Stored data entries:
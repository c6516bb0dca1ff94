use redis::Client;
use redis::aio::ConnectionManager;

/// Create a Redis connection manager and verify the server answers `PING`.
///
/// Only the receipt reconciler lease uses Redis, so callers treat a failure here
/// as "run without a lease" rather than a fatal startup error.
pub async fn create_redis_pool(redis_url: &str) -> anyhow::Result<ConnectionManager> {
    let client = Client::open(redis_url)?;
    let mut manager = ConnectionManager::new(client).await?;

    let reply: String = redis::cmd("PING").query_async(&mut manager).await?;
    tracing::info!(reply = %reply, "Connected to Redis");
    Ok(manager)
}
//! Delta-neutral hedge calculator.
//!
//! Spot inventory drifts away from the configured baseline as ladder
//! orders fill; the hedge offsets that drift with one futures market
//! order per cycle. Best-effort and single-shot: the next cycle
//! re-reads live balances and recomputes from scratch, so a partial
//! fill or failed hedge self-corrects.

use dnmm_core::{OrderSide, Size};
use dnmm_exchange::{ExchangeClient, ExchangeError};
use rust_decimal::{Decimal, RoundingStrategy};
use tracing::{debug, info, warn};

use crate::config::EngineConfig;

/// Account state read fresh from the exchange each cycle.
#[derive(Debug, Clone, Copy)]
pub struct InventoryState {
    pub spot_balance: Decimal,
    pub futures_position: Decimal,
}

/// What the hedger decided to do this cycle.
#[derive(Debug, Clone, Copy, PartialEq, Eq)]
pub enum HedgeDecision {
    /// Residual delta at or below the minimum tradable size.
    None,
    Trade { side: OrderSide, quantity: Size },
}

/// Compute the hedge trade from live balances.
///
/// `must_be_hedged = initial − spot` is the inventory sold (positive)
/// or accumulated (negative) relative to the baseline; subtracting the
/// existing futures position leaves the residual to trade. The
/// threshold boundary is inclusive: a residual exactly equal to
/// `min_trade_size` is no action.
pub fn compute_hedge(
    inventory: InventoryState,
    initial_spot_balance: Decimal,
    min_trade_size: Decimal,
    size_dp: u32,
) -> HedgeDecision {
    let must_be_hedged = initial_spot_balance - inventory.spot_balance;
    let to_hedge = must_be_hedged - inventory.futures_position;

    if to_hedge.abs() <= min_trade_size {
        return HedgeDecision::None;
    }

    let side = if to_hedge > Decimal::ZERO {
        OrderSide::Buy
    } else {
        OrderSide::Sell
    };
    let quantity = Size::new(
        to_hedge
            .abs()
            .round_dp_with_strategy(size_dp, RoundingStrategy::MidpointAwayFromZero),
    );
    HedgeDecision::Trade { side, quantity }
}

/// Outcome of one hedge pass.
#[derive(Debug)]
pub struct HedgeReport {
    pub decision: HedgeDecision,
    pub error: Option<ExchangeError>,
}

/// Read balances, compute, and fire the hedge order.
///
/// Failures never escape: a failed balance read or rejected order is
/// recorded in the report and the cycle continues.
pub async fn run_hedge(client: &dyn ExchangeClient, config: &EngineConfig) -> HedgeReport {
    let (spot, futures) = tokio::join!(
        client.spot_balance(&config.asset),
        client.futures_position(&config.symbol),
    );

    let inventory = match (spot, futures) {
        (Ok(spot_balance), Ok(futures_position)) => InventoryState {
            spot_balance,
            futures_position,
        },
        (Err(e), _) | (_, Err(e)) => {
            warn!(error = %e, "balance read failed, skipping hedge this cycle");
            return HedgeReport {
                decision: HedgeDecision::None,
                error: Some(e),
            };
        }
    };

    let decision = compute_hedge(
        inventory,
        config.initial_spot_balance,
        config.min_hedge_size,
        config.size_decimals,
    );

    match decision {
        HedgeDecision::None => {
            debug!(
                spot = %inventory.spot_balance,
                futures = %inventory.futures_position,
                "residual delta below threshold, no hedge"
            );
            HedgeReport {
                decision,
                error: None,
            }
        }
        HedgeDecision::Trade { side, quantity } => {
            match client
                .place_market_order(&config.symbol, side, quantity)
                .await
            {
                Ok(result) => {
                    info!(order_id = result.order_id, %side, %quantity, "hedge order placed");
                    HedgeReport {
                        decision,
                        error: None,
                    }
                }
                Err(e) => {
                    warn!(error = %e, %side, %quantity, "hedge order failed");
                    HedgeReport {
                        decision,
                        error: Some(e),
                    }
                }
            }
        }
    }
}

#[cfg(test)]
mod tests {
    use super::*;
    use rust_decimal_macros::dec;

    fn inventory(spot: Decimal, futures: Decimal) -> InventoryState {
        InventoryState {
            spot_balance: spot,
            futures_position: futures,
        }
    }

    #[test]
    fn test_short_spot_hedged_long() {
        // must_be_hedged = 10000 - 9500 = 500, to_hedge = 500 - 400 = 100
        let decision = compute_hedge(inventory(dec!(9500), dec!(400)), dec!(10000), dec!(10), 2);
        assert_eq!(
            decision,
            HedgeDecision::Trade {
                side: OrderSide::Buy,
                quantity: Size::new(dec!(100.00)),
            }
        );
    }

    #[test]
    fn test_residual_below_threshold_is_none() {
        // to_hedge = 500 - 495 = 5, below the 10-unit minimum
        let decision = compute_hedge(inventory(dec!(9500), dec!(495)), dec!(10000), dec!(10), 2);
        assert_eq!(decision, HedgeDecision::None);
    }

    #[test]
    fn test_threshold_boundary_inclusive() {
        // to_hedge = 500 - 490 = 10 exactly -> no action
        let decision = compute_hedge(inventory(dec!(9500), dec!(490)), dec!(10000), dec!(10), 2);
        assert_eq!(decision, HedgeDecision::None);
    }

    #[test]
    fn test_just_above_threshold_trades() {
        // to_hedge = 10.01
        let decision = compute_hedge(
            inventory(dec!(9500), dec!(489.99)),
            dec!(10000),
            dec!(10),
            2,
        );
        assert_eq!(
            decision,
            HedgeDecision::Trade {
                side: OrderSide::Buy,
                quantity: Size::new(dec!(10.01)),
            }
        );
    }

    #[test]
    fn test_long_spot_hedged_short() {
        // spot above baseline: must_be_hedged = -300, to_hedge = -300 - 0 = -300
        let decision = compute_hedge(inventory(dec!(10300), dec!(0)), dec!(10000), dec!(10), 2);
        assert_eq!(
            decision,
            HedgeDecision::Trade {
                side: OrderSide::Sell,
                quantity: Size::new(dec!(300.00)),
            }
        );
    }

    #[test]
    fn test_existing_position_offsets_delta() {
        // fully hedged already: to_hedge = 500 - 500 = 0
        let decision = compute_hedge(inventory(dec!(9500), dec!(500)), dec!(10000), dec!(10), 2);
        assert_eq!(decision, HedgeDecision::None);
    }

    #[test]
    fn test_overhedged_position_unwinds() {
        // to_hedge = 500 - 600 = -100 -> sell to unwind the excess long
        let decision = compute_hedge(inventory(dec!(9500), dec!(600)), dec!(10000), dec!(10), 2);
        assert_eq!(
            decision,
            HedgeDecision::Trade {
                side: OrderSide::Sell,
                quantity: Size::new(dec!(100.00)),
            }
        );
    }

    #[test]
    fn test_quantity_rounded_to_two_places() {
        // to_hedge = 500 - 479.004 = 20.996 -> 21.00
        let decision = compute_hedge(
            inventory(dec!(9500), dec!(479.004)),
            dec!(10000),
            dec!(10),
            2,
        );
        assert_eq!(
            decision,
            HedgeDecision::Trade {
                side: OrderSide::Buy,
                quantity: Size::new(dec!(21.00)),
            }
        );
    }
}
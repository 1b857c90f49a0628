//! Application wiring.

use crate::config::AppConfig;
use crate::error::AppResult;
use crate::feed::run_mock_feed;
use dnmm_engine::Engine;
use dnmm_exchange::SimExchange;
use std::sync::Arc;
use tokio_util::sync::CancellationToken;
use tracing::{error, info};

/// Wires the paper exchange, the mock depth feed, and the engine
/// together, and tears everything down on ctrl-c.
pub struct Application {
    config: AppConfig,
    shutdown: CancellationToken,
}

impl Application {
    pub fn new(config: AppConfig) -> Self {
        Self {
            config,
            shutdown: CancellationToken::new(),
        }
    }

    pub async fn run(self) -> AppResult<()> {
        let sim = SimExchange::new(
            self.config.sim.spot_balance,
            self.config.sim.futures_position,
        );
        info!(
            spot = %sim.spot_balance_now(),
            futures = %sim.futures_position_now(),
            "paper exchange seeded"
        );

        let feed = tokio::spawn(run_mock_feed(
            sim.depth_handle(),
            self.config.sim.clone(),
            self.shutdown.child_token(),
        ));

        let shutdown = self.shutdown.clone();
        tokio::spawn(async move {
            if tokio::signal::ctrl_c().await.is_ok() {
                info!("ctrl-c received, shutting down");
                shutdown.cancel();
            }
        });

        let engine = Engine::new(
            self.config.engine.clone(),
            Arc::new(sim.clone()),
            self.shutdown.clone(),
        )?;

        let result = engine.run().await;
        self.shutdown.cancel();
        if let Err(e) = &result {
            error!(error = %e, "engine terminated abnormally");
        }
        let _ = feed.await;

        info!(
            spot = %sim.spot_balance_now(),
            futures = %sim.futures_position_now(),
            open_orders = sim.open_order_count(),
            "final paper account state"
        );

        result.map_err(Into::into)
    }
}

Assignment: Precisely reproduce the lines of the entries, beginning at the first and ending at the one containing "the next cycle". Add nothing.

Answer to the exercise:
repository c6516bb0dca1ff94
use redis::Client;
use redis::aio::ConnectionManager;

/// Create a Redis connection manager and verify the server answers `PING`.
///
/// Only the receipt reconciler lease uses Redis, so callers treat a failure here
/// as "run without a lease" rather than a fatal startup error.
pub async fn create_redis_pool(redis_url: &str) -> anyhow::Result<ConnectionManager> {
    let client = Client::open(redis_url)?;
    let mut manager = ConnectionManager::new(client).await?;

    let reply: String = redis::cmd("PING").query_async(&mut manager).await?;
    tracing::info!(reply = %reply, "Connected to Redis");
    Ok(manager)
}
//! Delta-neutral hedge calculator.
//!
//! Spot inventory drifts away from the configured baseline as ladder
//! orders fill; the hedge offsets that drift with one futures market
//! order per cycle. Best-effort and single-shot: the next cycle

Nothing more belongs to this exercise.